Is the Statement True? Analyzing Mathematical Functions
When dealing with mathematical functions, it is crucial to have a deep understanding of their properties and behaviors. In this article, we will explore the truth or falsehood of two specific statements involving the hyperbolic tangent function (tanh x) and the reciprocal exponential function (1/e^x).
Understanding the Hyperbolic Tangent Function (tan hx)
The hyperbolic tangent function, denoted as tan hx, is defined for all real numbers x. Its mathematical representation is given by the formula:
tan hx (e^x - e^{-x}) / (e^x e^{-x})
One important property of the tan hx function is that it maps any real number to the interval (-1, 1). This means that for any value of x, the output of tan hx will never be outside this range. This makes it a valuable tool in various mathematical and computational applications.
Counterexample for the Hyperbolic Tangent Function
The statement "No. The function tan hx is a counterexample" suggests that tan hx serves as a counterexample to some property or statement. Given the definition and properties of tan hx, this statement may be referring to a specific claim that does not hold for this function. Let's delve deeper into why this might be the case.
Is the Argument True or False?
The function tan hx is a bijective (one-to-one and onto) function from the set of real numbers to the open interval (-1, 1). Since it is bijective, every value in the codomain (the range of (-1, 1)) is mapped from exactly one value in the domain. Therefore, tan hx cannot map any number to a negative number less than -1 or to a number greater than 1. This is a fundamental property of the tan hx function.

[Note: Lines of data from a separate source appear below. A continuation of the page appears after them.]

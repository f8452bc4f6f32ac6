/// Router tests that never reach the database
///
/// Requests here are rejected (or answered) before any query runs, so the
/// app is built over a pool pointing at a closed port.

mod common;

use axum::http::{header, Method, StatusCode};
use common::{offline_app, request, send, test_config};
use foundry_shared::auth::oauth::{create_state, OAuthProviderConfig};
use serde_json::json;

#[tokio::test]
async fn test_protected_routes_require_token() {
    let app = offline_app(test_config());

    for (method, uri) in [
        (Method::GET, "/v1/auth/session"),
        (Method::POST, "/v1/auth/sign-out"),
        (Method::GET, "/v1/me"),
        (Method::GET, "/v1/me/preferences"),
        (Method::GET, "/v1/admin/users"),
        (Method::GET, "/v1/admin/audit-logs"),
    ] {
        let response = send(&app, request(method.clone(), uri, None, None)).await;
        assert_eq!(response.status, StatusCode::UNAUTHORIZED, "{} {}", method, uri);
        assert_eq!(response.body["error"], "unauthorized");
    }
}

#[tokio::test]
async fn test_non_bearer_authorization_is_rejected() {
    let app = offline_app(test_config());

    let req = axum::http::Request::builder()
        .uri("/v1/me")
        .header(header::AUTHORIZATION, "Basic dXNlcjpwYXNz")
        .body(axum::body::Body::empty())
        .unwrap();
    let response = send(&app, req).await;

    assert_eq!(response.status, StatusCode::BAD_REQUEST);
    assert_eq!(response.body["error"], "bad_request");
}

#[tokio::test]
async fn test_forged_token_is_rejected() {
    let app = offline_app(test_config());

    let response = send(&app, request(Method::GET, "/v1/me", Some("not.a.jwt"), None)).await;
    assert_eq!(response.status, StatusCode::UNAUTHORIZED);
}

#[tokio::test]
async fn test_sign_up_validation_errors() {
    let app = offline_app(test_config());

    let body = json!({ "email": "not-an-email", "password": "x", "name": "" });
    let response = send(&app, request(Method::POST, "/v1/auth/sign-up/email", None, Some(body))).await;

    assert_eq!(response.status, StatusCode::UNPROCESSABLE_ENTITY);
    assert_eq!(response.body["error"], "validation_error");

    let fields: Vec<&str> = response.body["details"]
        .as_array()
        .unwrap()
        .iter()
        .map(|d| d["field"].as_str().unwrap())
        .collect();
    assert!(fields.contains(&"email"));
    assert!(fields.contains(&"name"));
}

#[tokio::test]
async fn test_malformed_json_is_bad_request() {
    let app = offline_app(test_config());

    let req = axum::http::Request::builder()
        .method(Method::POST)
        .uri("/v1/auth/sign-in/email")
        .header(header::CONTENT_TYPE, "application/json")
        .body(axum::body::Body::from("{\"email\":"))
        .unwrap();
    let response = send(&app, req).await;

    assert_eq!(response.status, StatusCode::BAD_REQUEST);
    assert_eq!(response.body["error"], "bad_request");
}

#[tokio::test]
async fn test_dev_routes_hidden_unless_enabled() {
    let app = offline_app(test_config());
    let response = send(&app, request(Method::GET, "/v1/dev/changes", None, None)).await;
    assert_eq!(response.status, StatusCode::NOT_FOUND);

    let mut config = test_config();
    config.dev_mode.enabled = true;
    let app = offline_app(config);
    let response = send(&app, request(Method::GET, "/v1/dev/changes", None, None)).await;
    assert_eq!(response.status, StatusCode::UNAUTHORIZED);
}

#[tokio::test]
async fn test_unknown_route_is_not_found() {
    let app = offline_app(test_config());
    let response = send(&app, request(Method::GET, "/v1/nothing-here", None, None)).await;
    assert_eq!(response.status, StatusCode::NOT_FOUND);
}

#[tokio::test]
async fn test_security_headers_on_every_response() {
    let app = offline_app(test_config());
    let response = send(&app, request(Method::GET, "/v1/me", None, None)).await;

    assert_eq!(response.headers["x-content-type-options"], "nosniff");
    assert_eq!(response.headers["x-frame-options"], "DENY");
    assert!(response.headers.get("strict-transport-security").is_none());

    let mut config = test_config();
    config.api.production = true;
    let app = offline_app(config);
    let response = send(&app, request(Method::GET, "/v1/nothing-here", None, None)).await;

    assert_eq!(response.status, StatusCode::NOT_FOUND);
    assert!(response.headers.get("strict-transport-security").is_some());
}

#[tokio::test]
async fn test_cors_preflight() {
    let app = offline_app(test_config());

    let req = axum::http::Request::builder()
        .method(Method::OPTIONS)
        .uri("/v1/auth/sign-in/email")
        .header(header::ORIGIN, "http://localhost:3000")
        .header(header::ACCESS_CONTROL_REQUEST_METHOD, "POST")
        .body(axum::body::Body::empty())
        .unwrap();
    let response = send(&app, req).await;

    assert_eq!(response.status, StatusCode::OK);
    assert_eq!(
        response.headers[header::ACCESS_CONTROL_ALLOW_ORIGIN],
        "http://localhost:3000"
    );
}

#[tokio::test]
async fn test_health_reports_degraded_database() {
    let app = offline_app(test_config());
    let response = send(&app, request(Method::GET, "/health", None, None)).await;

    assert_eq!(response.status, StatusCode::OK);
    assert_eq!(response.body["status"], "degraded");
    assert_eq!(response.body["database"], "disconnected");
    assert_eq!(response.body["version"], env!("CARGO_PKG_VERSION"));
}

fn github_config() -> foundry_api::config::Config {
    let mut config = test_config();
    config.oauth.providers.insert(
        "github".to_string(),
        OAuthProviderConfig {
            kind: None,
            client_id: "gh-client".to_string(),
            client_secret: "gh-secret".to_string(),
            redirect_url: "http://localhost:8080/v1/auth/oauth/github/callback".to_string(),
            authorize_url: None,
            token_url: None,
            userinfo_url: None,
            scopes: None,
        },
    );
    config
}

#[tokio::test]
async fn test_oauth_authorize_redirects_to_provider() {
    let app = offline_app(github_config());
    let response = send(&app, request(Method::GET, "/v1/auth/oauth/github", None, None)).await;

    assert_eq!(response.status, StatusCode::SEE_OTHER);
    let location = response.headers[header::LOCATION].to_str().unwrap();
    assert!(location.starts_with("https://github.com/login/oauth/authorize?"));
    assert!(location.contains("client_id=gh-client"));
    assert!(location.contains("state="));
}

#[tokio::test]
async fn test_oauth_unknown_provider() {
    let app = offline_app(github_config());
    let response = send(&app, request(Method::GET, "/v1/auth/oauth/myspace", None, None)).await;

    assert_eq!(response.status, StatusCode::NOT_FOUND);
    assert_eq!(response.body["error"], "not_found");
}

#[tokio::test]
async fn test_oauth_callback_rejections() {
    let app = offline_app(github_config());

    let denied = send(
        &app,
        request(
            Method::GET,
            "/v1/auth/oauth/github/callback?error=access_denied",
            None,
            None,
        ),
    )
    .await;
    assert_eq!(denied.status, StatusCode::BAD_REQUEST);

    let no_code = send(
        &app,
        request(Method::GET, "/v1/auth/oauth/github/callback?state=abc", None, None),
    )
    .await;
    assert_eq!(no_code.status, StatusCode::BAD_REQUEST);

    let bad_state = send(
        &app,
        request(
            Method::GET,
            "/v1/auth/oauth/github/callback?code=abc&state=forged",
            None,
            None,
        ),
    )
    .await;
    assert_eq!(bad_state.status, StatusCode::BAD_REQUEST);

    // State minted for another provider
    let state = create_state("google", common::TEST_SECRET).unwrap();
    let mismatched = send(
        &app,
        request(
            Method::GET,
            &format!("/v1/auth/oauth/github/callback?code=abc&state={}", state),
            None,
            None,
        ),
    )
    .await;
    assert_eq!(mismatched.status, StatusCode::BAD_REQUEST);
}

Counterargument with tan hx
Consider the statement: "No. tan hx is a counterexample." This statement is true because the tan hx function does not map any number to a value outside the interval (-1, 1). Hence, any claim that tan hx would map a number to a negative number less than -1 or to a number greater than 1 is false. This is the core of the counterexample argument.
For example, if we take any real number x, the value of tan hx will always be between -1 and 1. If the statement were to suggest that tan hx maps to a number greater than 1 or less than -1 for some x, this would be contradictory to the definition and properties of the tan hx function.
Understanding the Reciprocal Exponential Function
Next, let's consider the statement: "This is not true. For example, f(x) 1/e^x doesn’t map any number to a negative number or to any number greater than 1."
The function f(x) 1/e^x can be rewritten as f(x) e^{-x}. This is an exponential decay function and its properties are quite different from the tan hx function.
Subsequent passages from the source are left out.